Records ::

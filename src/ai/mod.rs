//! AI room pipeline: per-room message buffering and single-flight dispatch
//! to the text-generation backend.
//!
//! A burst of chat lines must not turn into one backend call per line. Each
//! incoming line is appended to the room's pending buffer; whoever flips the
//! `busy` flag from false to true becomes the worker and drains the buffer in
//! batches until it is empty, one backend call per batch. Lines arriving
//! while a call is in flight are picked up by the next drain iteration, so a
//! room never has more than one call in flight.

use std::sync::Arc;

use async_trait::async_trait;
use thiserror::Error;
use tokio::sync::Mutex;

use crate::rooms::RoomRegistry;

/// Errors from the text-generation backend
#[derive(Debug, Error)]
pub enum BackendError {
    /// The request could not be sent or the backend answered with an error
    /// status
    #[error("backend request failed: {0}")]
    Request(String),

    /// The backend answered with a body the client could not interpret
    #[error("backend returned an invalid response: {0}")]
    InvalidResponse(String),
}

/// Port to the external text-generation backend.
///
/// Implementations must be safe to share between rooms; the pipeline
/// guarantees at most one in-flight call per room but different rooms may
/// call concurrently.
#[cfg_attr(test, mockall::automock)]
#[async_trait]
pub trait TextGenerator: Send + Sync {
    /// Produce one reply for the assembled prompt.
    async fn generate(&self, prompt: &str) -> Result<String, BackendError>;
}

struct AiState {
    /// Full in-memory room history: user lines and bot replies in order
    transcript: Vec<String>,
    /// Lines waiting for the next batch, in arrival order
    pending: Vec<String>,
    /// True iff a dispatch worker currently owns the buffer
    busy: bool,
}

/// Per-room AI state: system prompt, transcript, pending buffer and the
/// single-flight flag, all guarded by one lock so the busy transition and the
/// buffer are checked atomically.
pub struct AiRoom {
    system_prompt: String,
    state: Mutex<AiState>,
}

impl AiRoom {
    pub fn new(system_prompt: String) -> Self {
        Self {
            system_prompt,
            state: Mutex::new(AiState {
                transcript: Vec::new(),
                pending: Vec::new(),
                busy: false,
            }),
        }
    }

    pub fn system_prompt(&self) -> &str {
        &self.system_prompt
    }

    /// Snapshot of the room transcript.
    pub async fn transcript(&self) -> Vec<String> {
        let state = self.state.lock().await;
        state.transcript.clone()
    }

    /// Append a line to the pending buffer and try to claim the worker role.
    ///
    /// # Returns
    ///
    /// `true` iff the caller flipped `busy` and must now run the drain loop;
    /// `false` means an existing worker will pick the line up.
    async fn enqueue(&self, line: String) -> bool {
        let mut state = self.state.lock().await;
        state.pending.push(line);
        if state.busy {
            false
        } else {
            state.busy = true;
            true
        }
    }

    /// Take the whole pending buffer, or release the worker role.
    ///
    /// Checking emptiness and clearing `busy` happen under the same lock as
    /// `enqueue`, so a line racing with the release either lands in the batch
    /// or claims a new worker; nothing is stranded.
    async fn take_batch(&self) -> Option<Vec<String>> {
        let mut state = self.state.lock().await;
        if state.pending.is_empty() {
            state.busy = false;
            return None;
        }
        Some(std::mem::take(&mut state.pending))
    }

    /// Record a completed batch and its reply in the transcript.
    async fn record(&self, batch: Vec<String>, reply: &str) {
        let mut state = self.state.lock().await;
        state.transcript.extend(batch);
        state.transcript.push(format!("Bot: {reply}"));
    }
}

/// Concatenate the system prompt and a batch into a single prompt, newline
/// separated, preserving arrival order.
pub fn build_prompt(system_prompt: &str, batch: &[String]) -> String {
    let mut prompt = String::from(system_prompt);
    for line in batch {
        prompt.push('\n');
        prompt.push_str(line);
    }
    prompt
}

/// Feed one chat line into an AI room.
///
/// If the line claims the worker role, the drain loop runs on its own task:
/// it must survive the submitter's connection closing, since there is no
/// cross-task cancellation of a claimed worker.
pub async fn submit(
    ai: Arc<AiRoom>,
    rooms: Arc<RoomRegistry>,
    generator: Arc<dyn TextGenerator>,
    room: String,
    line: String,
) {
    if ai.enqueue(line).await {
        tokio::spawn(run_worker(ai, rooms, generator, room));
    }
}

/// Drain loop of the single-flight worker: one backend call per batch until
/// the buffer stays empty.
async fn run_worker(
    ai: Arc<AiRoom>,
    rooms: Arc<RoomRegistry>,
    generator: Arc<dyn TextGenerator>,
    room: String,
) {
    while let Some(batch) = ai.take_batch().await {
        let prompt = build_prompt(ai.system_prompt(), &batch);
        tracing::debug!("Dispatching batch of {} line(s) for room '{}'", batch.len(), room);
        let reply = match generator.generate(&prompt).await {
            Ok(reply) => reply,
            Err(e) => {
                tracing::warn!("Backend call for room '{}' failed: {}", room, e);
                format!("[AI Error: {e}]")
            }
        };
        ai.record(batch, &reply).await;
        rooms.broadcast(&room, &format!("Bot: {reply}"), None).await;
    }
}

Task details ::
You are asked to copy all of the entries above exactly.

Solution for this problem ::
filename src/ai/mod.rs
//! AI room pipeline: per-room message buffering and single-flight dispatch
//! to the text-generation backend.
//!
//! A burst of chat lines must not turn into one backend call per line. Each
//! incoming line is appended to the room's pending buffer; whoever flips the
//! `busy` flag from false to true becomes the worker and drains the buffer in
//! batches until it is empty, one backend call per batch. Lines arriving
//! while a call is in flight are picked up by the next drain iteration, so a
//! room never has more than one call in flight.

use std::sync::Arc;

use async_trait::async_trait;
use thiserror::Error;
use tokio::sync::Mutex;

use crate::rooms::RoomRegistry;

/// Errors from the text-generation backend
#[derive(Debug, Error)]
pub enum BackendError {
    /// The request could not be sent or the backend answered with an error
    /// status
    #[error("backend request failed: {0}")]
    Request(String),

    /// The backend answered with a body the client could not interpret
    #[error("backend returned an invalid response: {0}")]
    InvalidResponse(String),
}

/// Port to the external text-generation backend.
///
/// Implementations must be safe to share between rooms; the pipeline
/// guarantees at most one in-flight call per room but different rooms may
/// call concurrently.
#[cfg_attr(test, mockall::automock)]
#[async_trait]
pub trait TextGenerator: Send + Sync {
    /// Produce one reply for the assembled prompt.
    async fn generate(&self, prompt: &str) -> Result<String, BackendError>;
}

struct AiState {
    /// Full in-memory room history: user lines and bot replies in order
    transcript: Vec<String>,
    /// Lines waiting for the next batch, in arrival order
    pending: Vec<String>,
    /// True iff a dispatch worker currently owns the buffer
    busy: bool,
}

/// Per-room AI state: system prompt, transcript, pending buffer and the
/// single-flight flag, all guarded by one lock so the busy transition and the
/// buffer are checked atomically.
pub struct AiRoom {
    system_prompt: String,
    state: Mutex<AiState>,
}

impl AiRoom {
    pub fn new(system_prompt: String) -> Self {
        Self {
            system_prompt,
            state: Mutex::new(AiState {
                transcript: Vec::new(),
                pending: Vec::new(),
                busy: false,
            }),
        }
    }

    pub fn system_prompt(&self) -> &str {
        &self.system_prompt
    }

    /// Snapshot of the room transcript.
    pub async fn transcript(&self) -> Vec<String> {
        let state = self.state.lock().await;
        state.transcript.clone()
    }

    /// Append a line to the pending buffer and try to claim the worker role.
    ///
    /// # Returns
    ///
    /// `true` iff the caller flipped `busy` and must now run the drain loop;
    /// `false` means an existing worker will pick the line up.
    async fn enqueue(&self, line: String) -> bool {
        let mut state = self.state.lock().await;
        state.pending.push(line);
        if state.busy {
            false
        } else {
            state.busy = true;
            true
        }
    }

    /// Take the whole pending buffer, or release the worker role.
    ///
    /// Checking emptiness and clearing `busy` happen under the same lock as
    /// `enqueue`, so a line racing with the release either lands in the batch
    /// or claims a new worker; nothing is stranded.
    async fn take_batch(&self) -> Option<Vec<String>> {
        let mut state = self.state.lock().await;
        if state.pending.is_empty() {
            state.busy = false;
            return None;
        }
        Some(std::mem::take(&mut state.pending))
    }

    /// Record a completed batch and its reply in the transcript.
    async fn record(&self, batch: Vec<String>, reply: &str) {
        let mut state = self.state.lock().await;
        state.transcript.extend(batch);
        state.transcript.push(format!("Bot: {reply}"));
    }
}

/// Concatenate the system prompt and a batch into a single prompt, newline
/// separated, preserving arrival order.
pub fn build_prompt(system_prompt: &str, batch: &[String]) -> String {
    let mut prompt = String::from(system_prompt);
    for line in batch {
        prompt.push('\n');
        prompt.push_str(line);
    }
    prompt
}

/// Feed one chat line into an AI room.
///
/// If the line claims the worker role, the drain loop runs on its own task:
/// it must survive the submitter's connection closing, since there is no
/// cross-task cancellation of a claimed worker.
pub async fn submit(
    ai: Arc<AiRoom>,
    rooms: Arc<RoomRegistry>,
    generator: Arc<dyn TextGenerator>,
    room: String,
    line: String,
) {
    if ai.enqueue(line).await {
        tokio::spawn(run_worker(ai, rooms, generator, room));
    }
}

/// Drain loop of the single-flight worker: one backend call per batch until
/// the buffer stays empty.
async fn run_worker(
    ai: Arc<AiRoom>,
    rooms: Arc<RoomRegistry>,
    generator: Arc<dyn TextGenerator>,
    room: String,
) {
    while let Some(batch) = ai.take_batch().await {
        let prompt = build_prompt(ai.system_prompt(), &batch);
        tracing::debug!("Dispatching batch of {} line(s) for room '{}'", batch.len(), room);
        let reply = match generator.generate(&prompt).await {
            Ok(reply) => reply,
            Err(e) => {
                tracing::warn!("Backend call for room '{}' failed: {}", room, e);
                format!("[AI Error: {e}]")
            }
        };
        ai.record(batch, &reply).await;
        rooms.broadcast(&room, &format!("Bot: {reply}"), None).await;
    }
}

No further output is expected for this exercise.